In 1250, Mongolian General Sali Noyan attacked India and brought the Gypsies Cingari, not the Roma, to the Romanian Lands

Marcel Courthiade claims that the Gypsies emigrated from India as enslaved in India, Kannauj,  by the  Afghan prince Muhammad al Ghazni in 21 November  1018. In favor of Marcel Courthiade’s hypothesis, which he assumed from Professor Eric Meyer, there is no linguistic evidence. Linguistics is the only science that would solve the mystery of the origin of the Roma. But here we will not talk about the Roma, but about Cingari, another Indian population whose name became synonymous with slavery, being mentioned in slavery in 1385 at the Tismana Monastery together with the Tartars. This clue is very important, because in 1250, the Mongol Sali Noyan attacked India, and brought Hindu slaves in Iran:

 „…Rashidu’dd Fazhullah said in Jami’u’t Tawarikh, I, p.66 that the hindu slaves found in villages of Inju in Iran in his time (c.1300) were mostly the descendants of the multitude of the Hindu slaves gathered by the Mongol commander Sali Noyan in his raids into Hindustan and Kashmir during the 1250s. The accounts of Timur’s removal of a large mass of civilian population from Delhi and other areas may be read in Sharaffu’din’Ali Yazdi Zafarnama II. pp.122-24, 136,141, 153. Timur had earlier slaughtered about 100,000 captives in his camp gathered before his assault on Delhi (pp. 92-94), though Yahya Sirhindi, Tarikh i Mubarakshahi, p. 106, puts the number 50,000.”(Footnote nr. 26, page 113, Economic History of Medieval India, 1200-1500, by Irfan Habib)

The most interesting thing is that Syrian Dom, whose language differs from Romani, claim that they lived in Europe before coming to Syria, and that they were brought by the Mongols in 1260:

„Like Gypsies throughout the Middle East, the Gypsies of Syria do not appear to know the details of their origins. One Dom man told the writer that his people have been in Syria for about 200 years. He went on to share a vague legend about their origin. He remembered his grandfather telling him about the „Mountain of the Kurbat.” This legendary homeland was located somewhere in Europe. According to the tale the Dom went from Kurbat Mountain in Europe, then to India and finally to Syria where they have been for approximately 200 years. He also said, „During the last 25 years we have begun asking ‘who are we?'” Judging from the legend, it appears that they have had some outside source of information about their origins that have been mixed together with some general tales from their ancestors. The story about the mountain might be influenced by reports of a mountain pass in Iran called „Koli-Killer Pass” located near the city of Shiraz.

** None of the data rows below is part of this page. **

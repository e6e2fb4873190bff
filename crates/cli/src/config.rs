use daw_core::{DragConfig, SessionConfig, TimeContext, TimeMode};
use serde::Deserialize;
use std::fs;
use std::path::{Path, PathBuf};
use std::time::Duration;

#[derive(Debug, Clone, Deserialize)]
#[serde(default)]
pub struct TimelineConfig {
    pub bpm: f64,
    pub seconds_per_beat: f64,
    pub seconds_mode: bool,
}

impl Default for TimelineConfig {
    fn default() -> Self {
        let time = TimeContext::default();
        Self {
            bpm: time.bpm,
            seconds_per_beat: time.seconds_per_beat,
            seconds_mode: time.mode.is_seconds(),
        }
    }
}

#[derive(Debug, Clone, Deserialize)]
#[serde(default)]
pub struct DragSettings {
    pub threshold: f64,
    pub throttle_ms: u64,
    pub watchdog_ms: u64,
}

impl Default for DragSettings {
    fn default() -> Self {
        let drag = DragConfig::default();
        Self {
            threshold: drag.threshold,
            throttle_ms: drag.throttle.as_millis() as u64,
            watchdog_ms: drag.watchdog.as_millis() as u64,
        }
    }
}

#[derive(Debug, Clone, Default, Deserialize)]
#[serde(default)]
pub struct StoreConfig {
    /// Where the auto-save and sound catalog live. Defaults to the user data dir.
    pub directory: Option<PathBuf>,
}

#[derive(Debug, Clone, Default, Deserialize)]
#[serde(default)]
pub struct Config {
    pub timeline: TimelineConfig,
    pub drag: DragSettings,
    pub store: StoreConfig,
}

impl Config {
    fn config_path() -> Option<PathBuf> {
        dirs::config_dir().map(|p| p.join("daw").join("config.toml"))
    }

    pub fn load() -> Self {
        match Self::config_path() {
            Some(path) => Self::load_from(&path),
            None => Self::default(),
        }
    }

    /// Missing or unreadable files fall back to defaults.
    pub fn load_from(path: &Path) -> Self {
        match fs::read_to_string(path) {
            Ok(contents) => toml::from_str(&contents).unwrap_or_else(|e| {
                log::warn!("ignoring invalid config {}: {e}", path.display());
                Self::default()
            }),
            Err(_) => Self::default(),
        }
    }

    pub fn store_dir(&self) -> PathBuf {
        self.store.directory.clone().unwrap_or_else(|| {
            dirs::data_dir()
                .unwrap_or_else(std::env::temp_dir)
                .join("daw")
        })
    }

    pub fn session_config(&self) -> SessionConfig {
        let mode = if self.timeline.seconds_mode {
            TimeMode::Seconds
        } else {
            TimeMode::Beat
        };
        let defaults = TimeContext::default();
        SessionConfig {
            time: TimeContext::new(
                mode,
                positive_or(self.timeline.bpm, defaults.bpm),
                positive_or(self.timeline.seconds_per_beat, defaults.seconds_per_beat),
            ),
            drag: DragConfig {
                threshold: self.drag.threshold,
                throttle: Duration::from_millis(self.drag.throttle_ms),
                watchdog: Duration::from_millis(self.drag.watchdog_ms),
            },
            export_sample_rate: daw_core::EXPORT_SAMPLE_RATE,
        }
    }
}

fn positive_or(value: f64, fallback: f64) -> f64 {
    if value.is_finite() && value > 0.0 {
        value
    } else {
        log::warn!("ignoring configured value {value}, using {fallback}");
        fallback
    }
}
#[derive(Debug, Clone)]
pub struct Arrangement {
    tracks: Vec<Track>,
    time: TimeContext,
    track_id_counter: u64,
    track_name_counter: u64,
    last_track_id: u64,
    next_clip_id: u64,
    generation: u64,
}

impl Default for Arrangement {
    fn default() -> Self {
        Self::new(TimeContext::default())
    }
}

impl Arrangement {
    /// A fresh arrangement holding a single "Track 1".
    pub fn new(time: TimeContext) -> Self {
        let first_id = daw_project::unix_millis().max(1);
        Self {
            tracks: vec![Track::new(TrackId(first_id), "Track 1")],
            time: sanitize_time(time, TimeContext::default()),
            track_id_counter: 1,
            track_name_counter: 1,
            last_track_id: first_id,
            next_clip_id: 1,
            generation: 0,
        }
    }

    pub fn from_parts(settings: ProjectSettings, tracks: Vec<Track>) -> Self {
        let mode = if settings.is_time_mode {
            TimeMode::Seconds
        } else {
            TimeMode::Beat
        };
        let time = sanitize_time(
            TimeContext::new(mode, settings.bpm, settings.seconds_per_beat),
            TimeContext::default(),
        );

        if tracks.is_empty() {
            let mut arrangement = Self::new(time);
            arrangement.track_id_counter = settings.track_id_counter.max(1);
            arrangement.track_name_counter = settings.track_name_counter.max(1);
            return arrangement;
        }

        let last_track_id = tracks.iter().map(|t| t.id.0).max().unwrap_or(0);
        let next_clip_id = tracks
            .iter()
            .flat_map(|t| t.clips())
            .map(|c| c.id.0)
            .max()
            .map_or(1, |id| id + 1);

        Self {
            tracks,
            time,
            track_id_counter: settings.track_id_counter.max(1),
            track_name_counter: settings.track_name_counter.max(1),
            last_track_id,
            next_clip_id,
            generation: 0,
        }
    }

    pub fn from_loaded(loaded: LoadedProject) -> Self {
        Self::from_parts(loaded.settings, loaded.tracks)
    }

    /// Restore the auto-save snapshot, if there is a readable one.
    pub fn load_from_store(store: &dyn KeyValueStore) -> Option<Self> {
        let loaded = daw_project::load_autosave(store)?;
        for offline in &loaded.offline_clips {
            log::warn!(
                "auto-save clip {:?} on track {:?} dropped: {}",
                offline.clip_id,
                offline.track_id,
                offline.error
            );
        }
        Some(Self::from_loaded(loaded))
    }

    pub fn persist_to_store(&self, store: &mut dyn KeyValueStore) -> Result<(), ProjectError> {
        daw_project::save_autosave(store, &self.settings(), &self.tracks)
    }

    pub fn settings(&self) -> ProjectSettings {
        ProjectSettings {
            bpm: self.time.bpm,
            is_time_mode: self.time.mode.is_seconds(),
            seconds_per_beat: self.time.seconds_per_beat,
            track_name_counter: self.track_name_counter,
            track_id_counter: self.track_id_counter,
        }
    }

    pub fn time(&self) -> &TimeContext {
        &self.time
    }

    pub fn tracks(&self) -> &[Track] {
        &self.tracks
    }

    pub fn track(&self, id: TrackId) -> Option<&Track> {
        self.tracks.iter().find(|t| t.id == id)
    }

    fn track_mut(&mut self, id: TrackId) -> Option<&mut Track> {
        self.tracks.iter_mut().find(|t| t.id == id)
    }

    pub fn clips(&self) -> impl Iterator<Item = &Clip> {
        self.tracks.iter().flat_map(|t| t.clips())
    }

    pub fn clip(&self, id: ClipId) -> Option<&Clip> {
        self.clips().find(|c| c.id == id)
    }

    pub fn clip_count(&self) -> usize {
        self.tracks.iter().map(|t| t.clips().len()).sum()
    }

    pub fn generation(&self) -> u64 {
        self.generation
    }

    pub fn add_track(&mut self) -> TrackId {
        self.track_id_counter += 1;
        let candidate = daw_project::unix_millis() + self.track_id_counter;
        let id = candidate.max(self.last_track_id + 1);
        self.last_track_id = id;

        self.track_name_counter += 1;
        let name = format!("Track {}", self.track_name_counter);
        log::debug!("added {name} ({id})");

        self.tracks.push(Track::new(TrackId(id), name));
        TrackId(id)
    }

    /// Remove a track and its clips. The last remaining track is kept.
    pub fn remove_track(&mut self, id: TrackId) -> Option<Track> {
        if self.tracks.len() <= 1 {
            log::debug!("refusing to remove the last track");
            return None;
        }
        let index = self.tracks.iter().position(|t| t.id == id)?;
        Some(self.tracks.remove(index))
    }

    /// Place `asset` on a track at the snapped position, sized from its
    /// real duration.
    pub fn place_clip(
        &mut self,
        asset: Arc<SoundAsset>,
        track_id: TrackId,
        raw_position: f64,
        duration_secs: f64,
    ) -> Result<ClipId, PlaceError> {
        if asset.name.trim().is_empty() {
            log::warn!("ignoring placement of a sound without a name");
            return Err(PlaceError::MissingName);
        }
        if asset.pcm.is_empty() {
            log::warn!("ignoring placement of '{}': no audio", asset.name);
            return Err(PlaceError::MissingAudio(asset.name.clone()));
        }

        let start = snap(&self.time, raw_position);
        let width = self.time.width_for_duration(duration_secs);
        let id = ClipId(self.next_clip_id);

        let track = self
            .track_mut(track_id)
            .ok_or(PlaceError::UnknownTrack(track_id))?;
        track.push_clip(Clip {
            id,
            asset,
            track_id,
            start,
            width,
        });
        self.next_clip_id += 1;
        Ok(id)
    }

    /// Relocate a clip to `snap(raw_position - grab_offset)` on `to`, keeping
    /// its id and width.
    pub fn move_clip(
        &mut self,
        clip_id: ClipId,
        from: TrackId,
        to: TrackId,
        raw_position: f64,
        grab_offset: f64,
    ) -> bool {
        if self.track(to).is_none() {
            log::warn!("cannot move clip {clip_id:?}: unknown track {to:?}");
            return false;
        }
        let start = snap(&self.time, raw_position - grab_offset);

        if from == to {
            let Some(clip) = self.track_mut(from).and_then(|t| t.clip_mut(clip_id)) else {
                log::warn!("cannot move clip {clip_id:?}: not on track {from:?}");
                return false;
            };
            clip.start = start;
            return true;
        }

        let Some(mut clip) = self.track_mut(from).and_then(|t| t.remove_clip(clip_id)) else {
            log::warn!("cannot move clip {clip_id:?}: not on track {from:?}");
            return false;
        };
        clip.start = start;
        match self.track_mut(to) {
            Some(track) => track.push_clip(clip),
            None => false,
        }
    }

    pub fn remove_clip(&mut self, track_id: TrackId, clip_id: ClipId) -> Option<Clip> {
        self.track_mut(track_id)?.remove_clip(clip_id)
    }

    /// Swap the asset handle of every clip, e.g. to share one `Arc` per sound.
    pub fn map_assets<F>(&mut self, mut f: F)
    where
        F: FnMut(Arc<SoundAsset>) -> Arc<SoundAsset>,
    {
        for track in &mut self.tracks {
            for clip in track.clips_mut() {
                clip.asset = f(clip.asset.clone());
            }
        }
    }

    /// Start a recompute under the current parameters. Results from any
    /// earlier request become stale.
    pub fn begin_recompute(&mut self) -> Vec<DurationRequest> {
        self.generation += 1;
        let generation = self.generation;
        self.clips()
            .map(|clip| DurationRequest {
                generation,
                clip_id: clip.id,
                asset: clip.asset.clone(),
            })
            .collect()
    }

    /// Apply resolved durations. Returns how many clips were rewritten.
    pub fn apply_durations(&mut self, results: impl IntoIterator<Item = DurationResult>) -> usize {
        let mut applied = 0;
        for result in results {
            if result.generation != self.generation {
                log::debug!(
                    "discarding stale duration for clip {:?} (generation {} < {})",
                    result.clip_id,
                    result.generation,
                    self.generation
                );
                continue;
            }
            let time = self.time;
            let Some(clip) = self
                .tracks
                .iter_mut()
                .find_map(|t| t.clip_mut(result.clip_id))
            else {
                continue;
            };
            match result.duration {
                Ok(seconds) => {
                    clip.width = time.width_for_duration(seconds);
                    applied += 1;
                }
                Err(e) => log::warn!(
                    "keeping width of clip {:?} ('{}'): {e}",
                    clip.id,
                    clip.asset.name
                ),
            }
        }
        applied
    }

    /// Rewrite every clip's width from its asset's real duration.
    pub fn recompute_durations<F>(&mut self, resolve: F) -> usize
    where
        F: Fn(&SoundAsset) -> anyhow::Result<f64> + Sync,
    {
        let requests = self.begin_recompute();
        let results: Vec<DurationResult> = requests
            .par_iter()
            .map(|request| DurationResult {
                generation: request.generation,
                clip_id: request.clip_id,
                duration: resolve(&request.asset),
            })
            .collect();
        self.apply_durations(results)
    }

    pub fn set_bpm<F>(&mut self, bpm: f64, resolve: F) -> bool
    where
        F: Fn(&SoundAsset) -> anyhow::Result<f64> + Sync,
    {
        if !bpm.is_finite() || bpm <= 0.0 {
            log::warn!("ignoring invalid tempo {bpm}");
            return false;
        }
        self.time.bpm = bpm;
        self.recompute_durations(resolve);
        true
    }

    pub fn set_seconds_per_beat<F>(&mut self, seconds_per_beat: f64, resolve: F) -> bool
    where
        F: Fn(&SoundAsset) -> anyhow::Result<f64> + Sync,
    {
        if !seconds_per_beat.is_finite() || seconds_per_beat <= 0.0 {
            log::warn!("ignoring invalid seconds per beat {seconds_per_beat}");
            return false;
        }
        self.time.seconds_per_beat = seconds_per_beat;
        self.recompute_durations(resolve);
        true
    }

    pub fn set_time_mode<F>(&mut self, mode: TimeMode, resolve: F)
    where
        F: Fn(&SoundAsset) -> anyhow::Result<f64> + Sync,
    {
        self.time.mode = mode;
        self.recompute_durations(resolve);
    }

    pub fn toggle_time_mode<F>(&mut self, resolve: F) -> TimeMode
    where
        F: Fn(&SoundAsset) -> anyhow::Result<f64> + Sync,
    {
        let mode = self.time.mode.toggled();
        self.set_time_mode(mode, resolve);
        mode
    }

    /// Back to a single empty "Track 1" at the default tempo.
    pub fn reset(&mut self) {
        let generation = self.generation + 1;
        *self = Self::new(TimeContext::default());
        self.generation = generation;
    }
}
use crate::{
    AUTOSAVE_KEY, DEFAULT_BPM, DEFAULT_SECONDS_PER_BEAT, KeyValueStore, Project, ProjectError,
    ProjectSettings, SoundData,
};
use daw_transport::{AssetId, Clip, ClipId, DEFAULT_CLIP_WIDTH, SoundAsset, Track, TrackId};
use std::collections::HashMap;
use std::path::Path;
use std::sync::Arc;

/// A clip that was in the file but could not be restored.
#[derive(Debug, Clone)]
pub struct OfflineClip {
    pub track_id: TrackId,
    pub clip_id: ClipId,
    /// Sound name, when the record had one.
    pub name: String,
    pub error: String,
}

#[derive(Debug)]
pub struct LoadedProject {
    pub settings: ProjectSettings,
    pub tracks: Vec<Track>,
    /// The file's sound catalog, before name-collision resolution.
    pub sounds: Vec<SoundAsset>,
    /// Clips dropped because their sound record was missing or corrupt.
    pub offline_clips: Vec<OfflineClip>,
}

impl LoadedProject {
    pub fn clip_count(&self) -> usize {
        self.tracks.iter().map(|t| t.clips().len()).sum()
    }
}

pub fn sound_from_data(data: &SoundData) -> anyhow::Result<SoundAsset> {
    let name = data.name.trim();
    if name.is_empty() {
        anyhow::bail!("sound {} has no name", data.id);
    }
    let uri = data
        .audio_data
        .as_deref()
        .ok_or_else(|| anyhow::anyhow!("sound '{name}' has no audio data"))?;
    let pcm = daw_decode::parse_data_uri(uri)
        .map_err(|e| anyhow::anyhow!("sound '{name}' has corrupt audio data: {e}"))?;

    let mut asset = SoundAsset::new(AssetId(data.id), name, pcm).with_tags(data.tags.clone());
    asset.duration_seconds = data.duration.filter(|d| d.is_finite() && *d > 0.0);
    asset.created_at = data.created_at;
    Ok(asset)
}

/// Parse a portable project file. Files without a `version` are rejected;
/// individual corrupt clips and sounds are dropped with a warning.
pub fn parse_project(json: &str) -> Result<LoadedProject, ProjectError> {
    let project: Project = serde_json::from_str(json)?;
    if project.version.is_none() {
        return Err(ProjectError::MissingVersion);
    }
    Ok(restore(project))
}

pub fn load_project(path: &Path) -> Result<LoadedProject, ProjectError> {
    let json = std::fs::read_to_string(path)?;
    let loaded = parse_project(&json)?;
    log::info!(
        "project loaded from {}: {} tracks, {} clips",
        path.display(),
        loaded.tracks.len(),
        loaded.clip_count()
    );
    Ok(loaded)
}

/// Read the auto-save snapshot. Missing or unreadable snapshots yield `None`.
pub fn load_autosave(store: &dyn KeyValueStore) -> Option<LoadedProject> {
    let raw = store.get(AUTOSAVE_KEY)?;
    match serde_json::from_str::<Project>(&raw) {
        Ok(project) => Some(restore(project)),
        Err(e) => {
            log::warn!("ignoring unreadable auto-save snapshot: {e}");
            None
        }
    }
}

fn restore(project: Project) -> LoadedProject {
    let settings = ProjectSettings {
        bpm: positive_or(project.bpm, DEFAULT_BPM),
        is_time_mode: project.is_time_mode,
        seconds_per_beat: positive_or(project.seconds_per_beat, DEFAULT_SECONDS_PER_BEAT),
        track_name_counter: project.track_name_counter.max(1),
        track_id_counter: project.track_id_counter.max(1),
    };

    // Clips embed their sound; identical records share one asset.
    let mut assets: HashMap<(u64, String), Arc<SoundAsset>> = HashMap::new();
    let mut offline_clips = Vec::new();
    let mut tracks = Vec::with_capacity(project.tracks.len());

    for track_data in project.tracks {
        let track_id = TrackId(track_data.id);
        let mut track = Track::new(track_id, track_data.name);

        for clip_data in track_data.clips {
            let clip_id = ClipId(clip_data.id);
            let Some(sound) = clip_data.sound_data else {
                log::warn!("dropping clip {clip_id:?}: no sound data");
                offline_clips.push(OfflineClip {
                    track_id,
                    clip_id,
                    name: String::new(),
                    error: "no sound data".to_string(),
                });
                continue;
            };

            let key = (sound.id, sound.name.clone());
            let asset = match assets.get(&key) {
                Some(asset) => asset.clone(),
                None => match sound_from_data(&sound) {
                    Ok(asset) => {
                        let asset = Arc::new(asset);
                        assets.insert(key, asset.clone());
                        asset
                    }
                    Err(e) => {
                        log::warn!("dropping clip {clip_id:?}: {e}");
                        offline_clips.push(OfflineClip {
                            track_id,
                            clip_id,
                            name: sound.name,
                            error: e.to_string(),
                        });
                        continue;
                    }
                },
            };

            let start = if clip_data.start_time.is_finite() {
                clip_data.start_time.max(0.0)
            } else {
                0.0
            };
            track.push_clip(Clip {
                id: clip_id,
                asset,
                track_id,
                start,
                width: positive_or(clip_data.duration, DEFAULT_CLIP_WIDTH),
            });
        }

        tracks.push(track);
    }

    let sounds = project
        .sounds
        .iter()
        .filter_map(|data| match sound_from_data(data) {
            Ok(asset) => Some(asset),
            Err(e) => {
                log::warn!("skipping project sound: {e}");
                None
            }
        })
        .collect();

    LoadedProject {
        settings,
        tracks,
        sounds,
        offline_clips,
    }
}

fn positive_or(value: f64, fallback: f64) -> f64 {
    if value.is_finite() && value > 0.0 {
        value
    } else {
        fallback
    }
}

#[cfg(test)]
mod tests {
    use super::*;
    use crate::MemoryStore;
    use serde_json::json;
    use tempfile::tempdir;

    fn sound_json(id: u64, name: &str, audio: &str) -> serde_json::Value {
        json!({ "id": id, "name": name, "tags": ["vox"], "audioData": audio })
    }

    const GOOD_AUDIO: &str = "data:audio/wav;base64,UklGRg==";

    #[test]
    fn test_missing_version_is_rejected() {
        let result = parse_project(r#"{"bpm": 120, "tracks": []}"#);
        assert!(matches!(result, Err(ProjectError::MissingVersion)));
    }

    #[test]
    fn test_invalid_json_is_rejected() {
        let result = parse_project("not json at all");
        assert!(matches!(result, Err(ProjectError::Json(_))));
    }

    #[test]
    fn test_load_project_file_not_found() {
        let result = load_project(Path::new("/nonexistent/project.json"));
        assert!(matches!(result, Err(ProjectError::Io(_))));
    }

    #[test]
    fn test_corrupt_clips_go_offline() {
        let doc = json!({
            "version": "1.0",
            "bpm": 100,
            "tracks": [{
                "id": 1,
                "name": "Track 1",
                "clips": [
                    { "id": 1, "soundData": sound_json(7, "hello", GOOD_AUDIO), "startTime": 50, "duration": 200 },
                    { "id": 2, "startTime": 0, "duration": 100 },
                    { "id": 3, "soundData": sound_json(8, "", GOOD_AUDIO), "startTime": 0, "duration": 100 },
                    { "id": 4, "soundData": sound_json(9, "broken", "no-comma"), "startTime": 0, "duration": 100 }
                ]
            }]
        });

        let loaded = parse_project(&doc.to_string()).expect("parse");

        assert_eq!(loaded.settings.bpm, 100.0);
        assert_eq!(loaded.tracks[0].clips().len(), 1);
        assert_eq!(loaded.tracks[0].clips()[0].asset.name, "hello");
        let offline: Vec<u64> = loaded.offline_clips.iter().map(|c| c.clip_id.0).collect();
        assert_eq!(offline, vec![2, 3, 4]);
    }

    #[test]
    fn test_clips_with_same_sound_share_asset() {
        let doc = json!({
            "version": "1.0",
            "tracks": [
                { "id": 1, "name": "Track 1", "clips": [
                    { "id": 1, "soundData": sound_json(7, "hello", GOOD_AUDIO) }
                ]},
                { "id": 2, "name": "Track 2", "clips": [
                    { "id": 2, "soundData": sound_json(7, "hello", GOOD_AUDIO) }
                ]}
            ]
        });

        let loaded = parse_project(&doc.to_string()).expect("parse");
        let a = &loaded.tracks[0].clips()[0].asset;
        let b = &loaded.tracks[1].clips()[0].asset;
        assert!(Arc::ptr_eq(a, b));
        assert_eq!(loaded.tracks[1].clips()[0].width, DEFAULT_CLIP_WIDTH);
    }

    #[test]
    fn test_invalid_settings_fall_back_to_defaults() {
        let doc = json!({ "version": "1.0", "bpm": 0, "secondsPerBeat": -1, "trackNameCounter": 0 });
        let loaded = parse_project(&doc.to_string()).expect("parse");

        assert_eq!(loaded.settings.bpm, DEFAULT_BPM);
        assert_eq!(loaded.settings.seconds_per_beat, DEFAULT_SECONDS_PER_BEAT);
        assert_eq!(loaded.settings.track_name_counter, 1);
    }

    #[test]
    fn test_load_project_reads_file() {
        let dir = tempdir().expect("tempdir");
        let path = dir.path().join("song.json");
        let doc = json!({ "version": "1.0", "isTimeMode": true, "sounds": [sound_json(3, "bell", GOOD_AUDIO)] });
        std::fs::write(&path, doc.to_string()).expect("write");

        let loaded = load_project(&path).expect("load");
        assert!(loaded.settings.is_time_mode);
        assert_eq!(loaded.sounds.len(), 1);
        assert!(loaded.sounds[0].tags.contains("vox"));
    }

    #[test]
    fn test_autosave_missing_or_corrupt_is_none() {
        let mut store = MemoryStore::new();
        assert!(load_autosave(&store).is_none());

        store.set(AUTOSAVE_KEY, "{{{".to_string()).unwrap();
        assert!(load_autosave(&store).is_none());
    }
}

The European location for their homeland may arise from bits of information from European Gypsies. In fact, many of the Syrian Gypsies have contact with European Gypsies and recognized the distinctions between their languages. Some of the Gypsies believed that they had originally come from Bulgaria. Another man volunteered that the older people say their origins were in the time of the Mongols, which would be around 1260 AD.

( source: http://www.domresearchcenter.com/journal/14/syria4.html)

In both Iran and Afghanistan, the majority population confuses the nomads, referring to them with either Indian or Arabic names: “The same label ̶ along with the names Hindustoni-Lyuli, Afgon-Lyuli and Chingar / Changar ̶ is given to other ethnic communities in the region, such as the Kavol and Chistoni, who migrated to the territories of modern Uzbekistan and Tajikistan from Afghanistan in the same period … The local population is unaware of their distinctiveness and perceives the Parya, Kavol and Chistoni as one and the same community” (Gypsies in Central Asia and the Caucasus, Elena Marushiakova).  

 

   Those Indians could be the Cingars, (with whom the Roma have been confused)  who were described by Cesare Vecellio, who wrote about the Cingari into his work, “Degli habiti antichi et moderni di diverse parti del mondo” (1590). The drawing was made by Veccelio himself in 1590. On it it is written Cingara Orientale.The sculpture of Nicolas Cordier dating back to 1607 is called Zingarella.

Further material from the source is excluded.